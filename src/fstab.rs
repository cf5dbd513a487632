//! Filesystem table records.
//!
//! The mount subsystem owns the table; this module only gives it a typed
//! shape and a reader for the five-column text format:
//!
//! ```text
//! <src> <mount_point> <type> <mount_flags> <fs_mgr_flags>
//! ```

use anyhow::{bail, Context, Result};
use serde::{Deserialize, Serialize};
use std::fs;
use std::path::Path;

/// One mount-point record
#[derive(Debug, Clone, PartialEq, Eq, Serialize, Deserialize)]
pub struct FstabEntry {
    pub blk_device: String,
    pub mount_point: String,
    pub fs_type: String,
    /// Comma-separated kernel mount flags, split
    pub mount_flags: Vec<String>,
    /// Comma-separated manager flags (`wait`, `check`, `fileencryption=...`), split
    pub fs_mgr_flags: Vec<String>,
}

impl FstabEntry {
    /// Returns true if the manager flags contain `flag` (or `flag=...`)
    pub fn has_fs_mgr_flag(&self, flag: &str) -> bool {
        self.fs_mgr_flags
            .iter()
            .any(|f| f == flag || f.strip_prefix(flag).is_some_and(|rest| rest.starts_with('=')))
    }

    /// Protected by dm-verity, either the legacy `verify` flag or AVB
    pub fn is_verity_enabled(&self) -> bool {
        self.has_fs_mgr_flag("verify") || self.has_fs_mgr_flag("avb")
    }

    /// Partition name used in `partition.<name>.verified`.
    ///
    /// The root mount point is reported as `system` so system-as-root devices
    /// publish the same property as devices with a separate system mount.
    pub fn verity_partition(&self) -> &str {
        if self.mount_point == "/" {
            return "system";
        }
        Path::new(&self.mount_point)
            .file_name()
            .and_then(|name| name.to_str())
            .unwrap_or(&self.mount_point)
    }
}

/// Ordered list of mount records
#[derive(Debug, Clone, Default, PartialEq, Eq, Serialize, Deserialize)]
pub struct Fstab {
    pub entries: Vec<FstabEntry>,
}

impl Fstab {
    /// Parse fstab text. Blank lines and `#` comments are skipped.
    pub fn parse(content: &str) -> Result<Self> {
        let mut entries = Vec::new();
        for (idx, raw) in content.lines().enumerate() {
            let line = raw.trim();
            if line.is_empty() || line.starts_with('#') {
                continue;
            }
            let fields: Vec<&str> = line.split_whitespace().collect();
            if fields.len() < 5 {
                bail!(
                    "fstab line {}: expected 5 fields, found {}",
                    idx + 1,
                    fields.len()
                );
            }
            entries.push(FstabEntry {
                blk_device: fields[0].to_string(),
                mount_point: fields[1].to_string(),
                fs_type: fields[2].to_string(),
                mount_flags: split_flags(fields[3]),
                fs_mgr_flags: split_flags(fields[4]),
            });
        }
        Ok(Self { entries })
    }

    /// Load an fstab file
    pub fn load_from_file<P: AsRef<Path>>(path: P) -> Result<Self> {
        let content = fs::read_to_string(&path)
            .with_context(|| format!("Failed to read fstab {:?}", path.as_ref()))?;
        Self::parse(&content).with_context(|| format!("Failed to parse fstab {:?}", path.as_ref()))
    }

    pub fn len(&self) -> usize {
        self.entries.len()
    }

    pub fn is_empty(&self) -> bool {
        self.entries.is_empty()
    }
}

fn split_flags(field: &str) -> Vec<String> {
    field
        .split(',')
        .filter(|f| !f.is_empty() && *f != "defaults")
        .map(str::to_string)
        .collect()
}
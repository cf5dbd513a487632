//! Error handling module for bootinit
//!
//! Provides centralized error handling with proper error types using thiserror.
//! Dispatch-level errors (`UnknownCommand`, `Arity`, `Context`) are raised before
//! any handler runs; everything else comes out of a handler.

use std::io;
use thiserror::Error;

/// Main error type for builtin dispatch and execution
#[derive(Error, Debug)]
pub enum BuiltinError {
    /// No command with this name is registered
    #[error("Unknown command: '{name}'")]
    UnknownCommand { name: String },

    /// Argument count outside the registered bounds
    #[error("{name} expects {} argument(s), got {got}", describe_bounds(*min, *max))]
    Arity {
        name: String,
        min: usize,
        max: usize,
        got: usize,
    },

    /// Command restricted to the init context was invoked elsewhere
    #[error("command '{name}' only available in init context")]
    Context { name: String },

    /// Negative or otherwise invalid mount_all return code
    #[error("Invalid code: {code}")]
    Classification { code: i32 },

    /// Positive mount_all return code outside the known outcome set
    #[error("mount_all returned unexpected code {code}")]
    UnexpectedPositive { code: i32 },

    /// A command that depends on an earlier boot pass ran before it
    #[error("Calling {command} too early")]
    TooEarly { command: String },

    /// Failure reported by an external collaborator
    #[error("{context}: {source}")]
    External {
        context: String,
        #[source]
        source: io::Error,
    },

    /// Failure of a direct filesystem or syscall operation
    #[error("{context}: {source}")]
    Io {
        context: String,
        #[source]
        source: io::Error,
    },

    /// Argument could not be interpreted
    #[error("Invalid argument: {0}")]
    InvalidArgument(String),

    /// General errors (catch-all for handler failures without an errno)
    #[error("{0}")]
    General(String),
}

/// Result type alias for builtin operations
pub type Result<T> = std::result::Result<T, BuiltinError>;

fn describe_bounds(min: usize, max: usize) -> String {
    if max == usize::MAX {
        format!("at least {}", min)
    } else if min == max {
        format!("exactly {}", min)
    } else {
        format!("between {} and {}", min, max)
    }
}

impl BuiltinError {
    /// Wrap a collaborator failure
    pub fn external(context: impl Into<String>, source: io::Error) -> Self {
        Self::External {
            context: context.into(),
            source,
        }
    }

    /// Wrap a direct filesystem/syscall failure
    pub fn io(context: impl Into<String>, source: io::Error) -> Self {
        Self::Io {
            context: context.into(),
            source,
        }
    }

    /// Wrap a nix errno as an Io error
    pub fn errno(context: impl Into<String>, errno: nix::Error) -> Self {
        Self::Io {
            context: context.into(),
            source: io::Error::from(errno),
        }
    }

    /// Create an invalid argument error
    pub fn invalid(msg: impl Into<String>) -> Self {
        Self::InvalidArgument(msg.into())
    }

    /// Create a general error
    pub fn general(msg: impl Into<String>) -> Self {
        Self::General(msg.into())
    }

    /// True when the underlying failure is "resource missing" (ENOENT)
    pub fn is_enoent(&self) -> bool {
        match self {
            Self::External { source, .. } | Self::Io { source, .. } => {
                source.kind() == io::ErrorKind::NotFound
            }
            _ => false,
        }
    }
}

/// Whether ENOENT failures are currently hidden.
///
/// Many legacy paths in boot scripts never exist on a given device. Those
/// failures are only reported when logging at debug verbosity or lower.
pub fn enoent_suppressed() -> bool {
    log::max_level() < log::LevelFilter::Debug
}

/// Downgrade a "resource missing" failure to success when verbosity is above debug.
///
/// Only errors whose `is_enoent()` holds are affected; dispatch and classification
/// errors always propagate.
pub fn ignore_enoent<T: Default>(result: Result<T>) -> Result<T> {
    match result {
        Err(e) if e.is_enoent() && enoent_suppressed() => Ok(T::default()),
        other => other,
    }
}

#[cfg(test)]
mod tests {
    use super::*;
    use serial_test::serial;

    #[test]
    fn test_arity_display() {
        let err = BuiltinError::Arity {
            name: "class_start".into(),
            min: 1,
            max: 1,
            got: 0,
        };
        assert_eq!(err.to_string(), "class_start expects exactly 1 argument(s), got 0");

        let err = BuiltinError::Arity {
            name: "mount_all".into(),
            min: 1,
            max: usize::MAX,
            got: 0,
        };
        assert_eq!(err.to_string(), "mount_all expects at least 1 argument(s), got 0");

        let err = BuiltinError::Arity {
            name: "chown".into(),
            min: 2,
            max: 3,
            got: 5,
        };
        assert_eq!(err.to_string(), "chown expects between 2 and 3 argument(s), got 5");
    }

    #[test]
    fn test_is_enoent() {
        let err = BuiltinError::io(
            "symlink() failed",
            io::Error::new(io::ErrorKind::NotFound, "missing"),
        );
        assert!(err.is_enoent());

        let err = BuiltinError::io(
            "symlink() failed",
            io::Error::new(io::ErrorKind::PermissionDenied, "denied"),
        );
        assert!(!err.is_enoent());
        assert!(!BuiltinError::Classification { code: -1 }.is_enoent());
    }

    #[test]
    #[serial]
    fn test_ignore_enoent_depends_on_verbosity() {
        let previous = log::max_level();
        let missing = || -> Result<()> {
            Err(BuiltinError::io(
                "write failed",
                io::Error::new(io::ErrorKind::NotFound, "missing"),
            ))
        };

        log::set_max_level(log::LevelFilter::Info);
        assert!(ignore_enoent(missing()).is_ok());

        log::set_max_level(log::LevelFilter::Debug);
        assert!(ignore_enoent(missing()).is_err());

        log::set_max_level(previous);
    }

    #[test]
    #[serial]
    fn test_ignore_enoent_never_hides_dispatch_errors() {
        let previous = log::max_level();
        log::set_max_level(log::LevelFilter::Error);
        let result: Result<()> = Err(BuiltinError::Context {
            name: "class_start_post_data".into(),
        });
        assert!(ignore_enoent(result).is_err());
        log::set_max_level(previous);
    }
}
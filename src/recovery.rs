//! Reboot into recovery.
//!
//! A recovery request is persisted to the bootloader message area first. If
//! that fails nothing else happens and the caller gets an error it may
//! handle. Once the message is written, the primary process ends the boot
//! with a terminal [`Flow`]; a restricted context has no shutdown authority
//! and instead asks for the same transition through `sys.powerctl`.

use crate::dispatch::Flow;
use crate::error::{BuiltinError, Result};
use crate::platform::{BootloaderMessage, Platform, PowerControl, PropertyStore};
use std::sync::Arc;

/// Shutdown reason used for every recovery reboot
pub const RECOVERY_SHUTDOWN: &str = "reboot,recovery";

/// Property watched by the primary process for shutdown requests
pub const POWERCTL_PROPERTY: &str = "sys.powerctl";

/// Ordered recovery options with exactly one `--reason=` entry
#[derive(Debug, Clone, PartialEq, Eq)]
pub struct RecoveryRequest {
    options: Vec<String>,
}

impl RecoveryRequest {
    /// Build a request from action flags and a reason.
    ///
    /// Any `--reason=` entries in `flags` are dropped so the reason is unique.
    pub fn new<I, S>(flags: I, reason: &str) -> Self
    where
        I: IntoIterator<Item = S>,
        S: Into<String>,
    {
        let mut options: Vec<String> = flags
            .into_iter()
            .map(Into::into)
            .filter(|o| !o.starts_with("--reason="))
            .collect();
        options.push(format!("--reason={}", reason));
        Self { options }
    }

    /// Unconditional data wipe
    pub fn wipe_data(reason: &str) -> Self {
        Self::new(["--wipe_data"], reason)
    }

    /// Ask the user before wiping data
    pub fn prompt_and_wipe_data(reason: &str) -> Self {
        Self::new(["--prompt_and_wipe_data"], reason)
    }

    pub fn options(&self) -> &[String] {
        &self.options
    }

    pub fn reason(&self) -> &str {
        self.options
            .iter()
            .find_map(|o| o.strip_prefix("--reason="))
            .unwrap_or("")
    }
}

/// Persists recovery requests and triggers the reboot
#[derive(Clone)]
pub struct RecoveryEscalation {
    bootloader: Arc<dyn BootloaderMessage>,
    properties: Arc<dyn PropertyStore>,
    primary_process: bool,
}

impl RecoveryEscalation {
    pub fn new(platform: &Platform) -> Self {
        Self {
            bootloader: Arc::clone(&platform.bootloader),
            properties: Arc::clone(&platform.properties),
            primary_process: platform.device.primary_process,
        }
    }

    /// Write the request and request the reboot.
    ///
    /// Returns `Flow::Terminal` in the primary process, `Flow::Continue` after
    /// relaying through `sys.powerctl` elsewhere.
    ///
    /// # Errors
    ///
    /// `External` if the bootloader message cannot be written; in that case
    /// no reboot is requested.
    pub fn reboot_into_recovery(&self, request: &RecoveryRequest) -> Result<Flow> {
        log::error!("Rebooting into recovery, reason: {}", request.reason());
        self.bootloader
            .write(request.options())
            .map_err(|e| BuiltinError::external("Failed to set bootloader message", e))?;

        if self.primary_process {
            return Ok(Flow::terminal(RECOVERY_SHUTDOWN));
        }

        self.properties
            .set(POWERCTL_PROPERTY, RECOVERY_SHUTDOWN)
            .map_err(|e| BuiltinError::external("Failed to request reboot", e))?;
        Ok(Flow::Continue)
    }

    /// Like [`reboot_into_recovery`](Self::reboot_into_recovery), but performs
    /// a terminal shutdown directly. Used from completion callbacks, which
    /// have no caller to hand a `Flow` back to.
    pub fn escalate(&self, power: &dyn PowerControl, request: &RecoveryRequest) -> Result<()> {
        if let Flow::Terminal { reason } = self.reboot_into_recovery(request)? {
            power.shutdown(&reason);
        }
        Ok(())
    }
}

#[cfg(test)]
mod tests {
    use super::*;
    use crate::config_file::DeviceProfile;
    use crate::platform::memory::SimulatedDevice;

    #[test]
    fn test_request_has_single_reason() {
        let req = RecoveryRequest::new(["--wipe_data", "--reason=old"], "fs_mgr_mount_all");
        assert_eq!(req.options(), ["--wipe_data", "--reason=fs_mgr_mount_all"]);
        assert_eq!(req.reason(), "fs_mgr_mount_all");
    }

    #[test]
    fn test_primary_process_returns_terminal() {
        let device = SimulatedDevice::new(&DeviceProfile::default());
        let recovery = RecoveryEscalation::new(&device.platform());

        let flow = recovery
            .reboot_into_recovery(&RecoveryRequest::wipe_data("test"))
            .expect("escalation");
        assert_eq!(flow, Flow::terminal(RECOVERY_SHUTDOWN));
        assert_eq!(device.bootloader.messages(), [["--wipe_data", "--reason=test"]]);
        assert_eq!(device.properties.get(POWERCTL_PROPERTY), None);
    }

    #[test]
    fn test_subcontext_relays_through_property() {
        let profile = DeviceProfile {
            primary_process: false,
            ..DeviceProfile::default()
        };
        let device = SimulatedDevice::new(&profile);
        let recovery = RecoveryEscalation::new(&device.platform());

        let flow = recovery
            .reboot_into_recovery(&RecoveryRequest::wipe_data("test"))
            .expect("escalation");
        assert_eq!(flow, Flow::Continue);
        assert_eq!(
            device.properties.get(POWERCTL_PROPERTY).as_deref(),
            Some(RECOVERY_SHUTDOWN)
        );
    }

    #[test]
    fn test_persistence_failure_has_no_side_effects() {
        let device = SimulatedDevice::new(&DeviceProfile::default());
        device.bootloader.fail_writes(true);
        let recovery = RecoveryEscalation::new(&device.platform());

        let err = recovery
            .escalate(&*device.power, &RecoveryRequest::wipe_data("test"))
            .unwrap_err();
        assert!(matches!(err, BuiltinError::External { .. }));
        assert!(device.power.requests().is_empty());
        assert!(device.bootloader.messages().is_empty());
    }

    #[test]
    fn test_escalate_shuts_down() {
        let device = SimulatedDevice::new(&DeviceProfile::default());
        let recovery = RecoveryEscalation::new(&device.platform());
        recovery
            .escalate(&*device.power, &RecoveryRequest::prompt_and_wipe_data("init_user0_failed"))
            .expect("escalation");
        assert_eq!(device.power.requests(), [RECOVERY_SHUTDOWN]);
    }
}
--- --- ---
• WHAT TO PRODUCE:
Copy out only the lines above from the one with "are raised before" to the one with "was invoked elsewhere", inclusive, exactly as they stand.

• RESULT:
//! Dispatch-level errors (`UnknownCommand`, `Arity`, `Context`) are raised before
//! any handler runs; everything else comes out of a handler.

use std::io;
use thiserror::Error;

/// Main error type for builtin dispatch and execution
#[derive(Error, Debug)]
pub enum BuiltinError {
    /// No command with this name is registered
    #[error("Unknown command: '{name}'")]
    UnknownCommand { name: String },

    /// Argument count outside the registered bounds
    #[error("{name} expects {} argument(s), got {got}", describe_bounds(*min, *max))]
    Arity {
        name: String,
        min: usize,
        max: usize,
        got: usize,
    },

    /// Command restricted to the init context was invoked elsewhere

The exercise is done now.